Studio album by Flotsam and Jetsam
- Released: May 1, 1990
- Recorded: 1989–1990
- Studio: Pyramid Sound, Ithaca, New York; Electric Lady Studios, New York City; Fantasy Studios, Berkeley, California
- Genre: Thrash metal; speed metal;
- Length: 49:25
- Label: MCA Records (US); MCA/WEA (Europe)
- Producer: Alex Perialas

Flotsam and Jetsam chronology
| No Place for Disgrace (1988) | When the Storm Comes Down (1990) | Cuatro (1992) |

= When the Storm Comes Down =

When the Storm Comes Down is the third studio album by thrash metal band Flotsam and Jetsam, released in 1990. It was the last album with Troy Gregory on bass guitar, as he left the band in 1991 to join Prong. It was also the first Flotsam and Jetsam album released on MCA Records, and the first not to include songwriting contributions by former bassist Jason Newsted, having co-written material for their first two albums, and having since joined Metallica.

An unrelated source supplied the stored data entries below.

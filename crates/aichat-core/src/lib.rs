//! Client-side chat session synchronizer.
//!
//! Owns the identity of the active conversation, merges history loads, send
//! replies and latest-message polls into one ordered transcript, and
//! classifies assistant text for presentation.

pub mod backend;
pub mod config;
pub mod conversation;
pub mod error;
pub mod message;
pub mod session;
pub mod transcript;

pub use backend::{ChatBackend, NewMessage, SendReply};
pub use config::SessionSettings;
pub use conversation::{Conversation, ConversationController, ConversationId};
pub use error::{ChatError, NetworkError, Result};
pub use message::{Message, MessageId, Sender};
pub use session::{ChatClient, Session, SessionStatus};
pub use transcript::{MergeOutcome, SyncEvent, SyncMerger, TranscriptStore};
//! Conversation domain module.
//!
//! - `model`: `Conversation` and `ConversationId`
//! - `controller`: on-demand, single-flight conversation creation

mod controller;
mod model;

pub use controller::ConversationController;
pub use model::{Conversation, ConversationId};
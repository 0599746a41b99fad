use serde::{Deserialize, Serialize};
use std::time::Duration;

/// Number of most recent messages kept after a send-triggered append.
pub const DEFAULT_WINDOW_SIZE: usize = 8;

/// Matches the server-side cap on words in a single user message.
pub const DEFAULT_MAX_USER_WORDS: usize = 1000;

pub const DEFAULT_POLL_INTERVAL_SECS: u64 = 5;

/// Tunables for a chat session.
#[derive(Deserialize, Serialize, Debug, Clone, PartialEq, Eq)]
pub struct SessionSettings {
    #[serde(default = "default_window_size")]
    pub window_size: usize,
    #[serde(default = "default_max_user_words")]
    pub max_user_words: usize,
    #[serde(default = "default_poll_interval_secs")]
    pub poll_interval_secs: u64,
}

fn default_window_size() -> usize {
    DEFAULT_WINDOW_SIZE
}

fn default_max_user_words() -> usize {
    DEFAULT_MAX_USER_WORDS
}

fn default_poll_interval_secs() -> u64 {
    DEFAULT_POLL_INTERVAL_SECS
}

impl Default for SessionSettings {
    fn default() -> Self {
        Self {
            window_size: DEFAULT_WINDOW_SIZE,
            max_user_words: DEFAULT_MAX_USER_WORDS,
            poll_interval_secs: DEFAULT_POLL_INTERVAL_SECS,
        }
    }
}

impl SessionSettings {
    pub fn poll_interval(&self) -> Duration {
        // A zero interval would make tokio::time::interval panic.
        Duration::from_secs(self.poll_interval_secs.max(1))
    }
}
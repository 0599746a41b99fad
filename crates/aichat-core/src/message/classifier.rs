//! Content classification for assistant replies.
//!
//! Pure functions that decide which structural components a markdown
//! renderer may use for a message. Classification never alters the message
//! itself, and plain paragraphs are always a valid rendering.

use once_cell::sync::Lazy;
use regex::Regex;

/// Two or more newlines, possibly with other whitespace in between.
static BLANK_RUN: Lazy<Regex> = Lazy::new(|| Regex::new(r"\n\s*\n").expect("valid blank-run regex"));

/// Bullet (`-`, `*`) or numbered (`12.`) marker followed by whitespace.
static LIST_ITEM: Lazy<Regex> =
    Lazy::new(|| Regex::new(r"(?m)^[ \t]*(?:[-*]|\d+\.)[ \t]").expect("valid list-item regex"));

/// Collapses every run of blank lines into exactly one blank line and trims
/// the ends. Idempotent.
pub fn normalize(text: &str) -> String {
    BLANK_RUN.replace_all(text, "\n\n").trim().to_string()
}

/// True when the text has at least one pipe-delimited row and at least one
/// header separator line (`---|---`, `| :-- | --: |`, ...).
pub fn contains_table(text: &str) -> bool {
    let mut has_row = false;
    let mut has_separator = false;

    for line in text.lines() {
        if is_separator_line(line) {
            has_separator = true;
        } else if is_row_line(line) {
            has_row = true;
        }
        if has_row && has_separator {
            return true;
        }
    }

    false
}

/// True when any line, possibly indented, starts a bullet or numbered item.
pub fn contains_list(text: &str) -> bool {
    LIST_ITEM.is_match(text)
}

fn is_row_line(line: &str) -> bool {
    line.contains('|') && line.chars().any(|c| c != '|' && !c.is_whitespace())
}

fn is_separator_line(line: &str) -> bool {
    let trimmed = line.trim();
    trimmed.contains('|')
        && trimmed.contains('-')
        && trimmed
            .chars()
            .all(|c| matches!(c, '|' | '-' | ':') || c.is_whitespace())
}

/// Structural component a renderer can map a markdown node to.
#[derive(Debug, Clone, Copy, PartialEq, Eq, Hash)]
pub enum Component {
    Paragraph,
    Strong,
    Emphasis,
    Link,
    Blockquote,
    Heading(u8),
    Table,
    TableHead,
    TableBody,
    TableRow,
    TableHeaderCell,
    TableCell,
    UnorderedList,
    OrderedList,
    ListItem,
}

const BASE_COMPONENTS: &[Component] = &[
    Component::Paragraph,
    Component::Strong,
    Component::Emphasis,
    Component::Link,
    Component::Blockquote,
    Component::Heading(1),
    Component::Heading(2),
    Component::Heading(3),
];

const TABLE_COMPONENTS: &[Component] = &[
    Component::Table,
    Component::TableHead,
    Component::TableBody,
    Component::TableRow,
    Component::TableHeaderCell,
    Component::TableCell,
];

const LIST_COMPONENTS: &[Component] = &[
    Component::UnorderedList,
    Component::OrderedList,
    Component::ListItem,
];

/// Render affordances for one message, plus the normalized text to render.
#[derive(Debug, Clone, PartialEq, Eq)]
pub struct Classification {
    pub text: String,
    pub has_table: bool,
    pub has_list: bool,
}

impl Classification {
    /// Components available to the renderer. Always includes the
    /// paragraph-level set; table and list parts only when detected.
    pub fn components(&self) -> Vec<Component> {
        let mut components = BASE_COMPONENTS.to_vec();
        if self.has_table {
            components.extend_from_slice(TABLE_COMPONENTS);
        }
        if self.has_list {
            components.extend_from_slice(LIST_COMPONENTS);
        }
        components
    }

    pub fn allows(&self, component: Component) -> bool {
        self.components().contains(&component)
    }

    pub fn is_plain(&self) -> bool {
        !self.has_table && !self.has_list
    }
}

/// Classifies the raw message content. Detection runs on the original text,
/// rendering uses the normalized text.
pub fn classify(content: &str) -> Classification {
    Classification {
        text: normalize(content),
        has_table: contains_table(content),
        has_list: contains_list(content),
    }
}

#[cfg(test)]
mod tests {
    use super::*;

    #[test]
    fn test_normalize_collapses_blank_runs() {
        assert_eq!(normalize("a\n\n\n\nb"), "a\n\nb");
        assert_eq!(normalize("a\n  \n\t\n b"), "a\n\n b");
        assert_eq!(normalize("\n\n  hello  \n\n"), "hello");
        assert_eq!(normalize("one\ntwo"), "one\ntwo");
    }

    #[test]
    fn test_normalize_is_idempotent() {
        let inputs = [
            "",
            "   ",
            "\n",
            "\n\n\n",
            " \n \n \n ",
            "a\n\n\nb\n \n c",
            "x \n\n y",
            "\r\n\r\n\r\nz",
            "| a | b |\n|---|---|\n\n\n| 1 | 2 |",
            "- item\n\n\n\n- item",
        ];
        for input in inputs {
            let once = normalize(input);
            assert_eq!(normalize(&once), once, "not idempotent for {:?}", input);
        }
    }

    #[test]
    fn test_contains_table() {
        assert!(contains_table("a|b\n-|-\n1|2"));
        assert!(contains_table("| Name | Age |\n| :--- | ---: |\n| Ann | 31 |"));
        assert!(!contains_table("plain text, no pipes"));
        assert!(!contains_table("a|b\nrandom text"));
    }

    #[test]
    fn test_separator_alone_is_not_a_table() {
        assert!(!contains_table("---|---"));
        assert!(!contains_table("----\nno pipes"));
    }

    #[test]
    fn test_contains_list() {
        assert!(contains_list("- item1\n- item2"));
        assert!(contains_list("1. first\n2. second"));
        assert!(contains_list("Intro:\n   * nested"));
        assert!(!contains_list("no bullets here"));
        assert!(!contains_list("-not a bullet\n3.14 is pi"));
    }

    #[test]
    fn test_classification_widens_components() {
        let plain = classify("Just prose.");
        assert!(plain.is_plain());
        assert!(plain.allows(Component::Paragraph));
        assert!(!plain.allows(Component::Table));
        assert!(!plain.allows(Component::ListItem));

        let rich = classify("| a | b |\n|---|---|\n| 1 | 2 |\n\n\n- done");
        assert!(rich.has_table && rich.has_list);
        assert!(rich.allows(Component::TableCell));
        assert!(rich.allows(Component::ListItem));
        assert!(rich.allows(Component::Paragraph));
        assert_eq!(rich.text, "| a | b |\n|---|---|\n| 1 | 2 |\n\n- done");
    }
}
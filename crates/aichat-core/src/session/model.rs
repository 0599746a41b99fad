//! Session state.
//!
//! One `Session` exists per open conversation context and lives only in
//! memory. It is owned by the `ChatClient` behind an async mutex; every
//! mutation goes through the conversation controller or the sync merger.

use crate::conversation::{Conversation, ConversationId};
use crate::error::{ChatError, NetworkError};
use crate::transcript::TranscriptStore;
use futures::future::{BoxFuture, Shared};
use std::fmt;
use std::sync::Arc;
use std::sync::atomic::{AtomicUsize, Ordering};
use tokio::sync::Mutex;

/// Shared in-flight conversation create.
pub(crate) type CreateFuture = Shared<BoxFuture<'static, std::result::Result<Conversation, NetworkError>>>;

/// Marker for a create request currently in flight.
#[derive(Clone)]
pub struct PendingCreate {
    pub(crate) future: CreateFuture,
}

impl PendingCreate {
    pub(crate) fn new(future: CreateFuture) -> Self {
        Self { future }
    }

    pub(crate) fn is_same(&self, other: &CreateFuture) -> bool {
        self.future.ptr_eq(other)
    }
}

impl fmt::Debug for PendingCreate {
    fn fmt(&self, f: &mut fmt::Formatter<'_>) -> fmt::Result {
        f.debug_struct("PendingCreate").finish_non_exhaustive()
    }
}

/// Coarse activity indicator for the UI layer.
#[derive(Debug, Clone, Copy, PartialEq, Eq)]
pub enum SessionStatus {
    Idle,
    Busy { in_flight: usize },
}

/// Counts backend calls in flight; the source of [`SessionStatus`].
#[derive(Debug, Clone, Default)]
pub struct Activity {
    in_flight: Arc<AtomicUsize>,
}

impl Activity {
    pub fn new() -> Self {
        Self::default()
    }

    /// Marks one call in flight until the returned guard is dropped.
    pub fn begin(&self) -> ActivityGuard {
        self.in_flight.fetch_add(1, Ordering::SeqCst);
        ActivityGuard {
            in_flight: Arc::clone(&self.in_flight),
        }
    }

    pub fn status(&self) -> SessionStatus {
        match self.in_flight.load(Ordering::SeqCst) {
            0 => SessionStatus::Idle,
            in_flight => SessionStatus::Busy { in_flight },
        }
    }
}

#[must_use = "the call is only tracked while the guard is alive"]
pub struct ActivityGuard {
    in_flight: Arc<AtomicUsize>,
}

impl Drop for ActivityGuard {
    fn drop(&mut self) {
        self.in_flight.fetch_sub(1, Ordering::SeqCst);
    }
}

/// In-memory state of one chat session.
#[derive(Debug, Default)]
pub struct Session {
    pub(crate) active_conversation_id: Option<ConversationId>,
    /// Metadata of the active conversation when it was created or listed here
    pub(crate) conversation: Option<Conversation>,
    /// Last fetched conversation list (sidebar)
    pub(crate) conversations: Vec<Conversation>,
    pub(crate) transcript: TranscriptStore,
    pub(crate) pending_create: Option<PendingCreate>,
    pub(crate) last_error: Option<ChatError>,
    /// Bumped on every explicit reset so late results can be recognised
    pub(crate) epoch: u64,
}

impl Session {
    pub fn new() -> Self {
        Self::default()
    }

    pub fn active_conversation_id(&self) -> Option<ConversationId> {
        self.active_conversation_id
    }

    pub fn conversation(&self) -> Option<&Conversation> {
        self.conversation.as_ref()
    }

    pub fn conversations(&self) -> &[Conversation] {
        &self.conversations
    }

    pub fn transcript(&self) -> &TranscriptStore {
        &self.transcript
    }

    pub fn last_error(&self) -> Option<&ChatError> {
        self.last_error.as_ref()
    }

    pub fn has_pending_create(&self) -> bool {
        self.pending_create.is_some()
    }

    pub fn epoch(&self) -> u64 {
        self.epoch
    }

    /// Starts over for `conversation_id` (or for a not-yet-created one).
    ///
    /// This is the only place where an already-set active conversation id
    /// may change.
    pub(crate) fn reset(&mut self, conversation_id: Option<ConversationId>) {
        self.epoch += 1;
        self.active_conversation_id = conversation_id;
        self.conversation = conversation_id
            .and_then(|id| self.conversations.iter().find(|c| c.id == id).cloned());
        self.transcript.clear();
        self.pending_create = None;
        self.last_error = None;
    }

    /// Assigns the active conversation if none is set yet.
    ///
    /// Returns `false` when a different conversation is already active.
    pub(crate) fn adopt_conversation(&mut self, conversation_id: ConversationId) -> bool {
        match self.active_conversation_id {
            None => {
                self.active_conversation_id = Some(conversation_id);
                true
            }
            Some(current) => current == conversation_id,
        }
    }

    pub(crate) fn record_error(&mut self, err: &ChatError) {
        self.last_error = Some(err.clone());
    }
}

/// Handle to the session shared between controller, pipeline and poller.
pub type SharedSession = Arc<Mutex<Session>>;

When the Storm Comes Down saw Flotsam and Jetsam take a different direction from their previous two albums, both musically and lyrically, and is the band's only record to be produced by Alex Perialas. The lyrical content of this album includes elements of political and social commentary, mirroring much of the dark and occult-related material from the band's first two albums, Doomsday for the Deceiver and No Place for Disgrace. The album also saw the band starting to move towards a progressive-oriented sound, and its production value has been compared to that of Testament's Practice What You Preach, which was also produced by Perialas and released just before the recording sessions of When the Storm Comes Down started.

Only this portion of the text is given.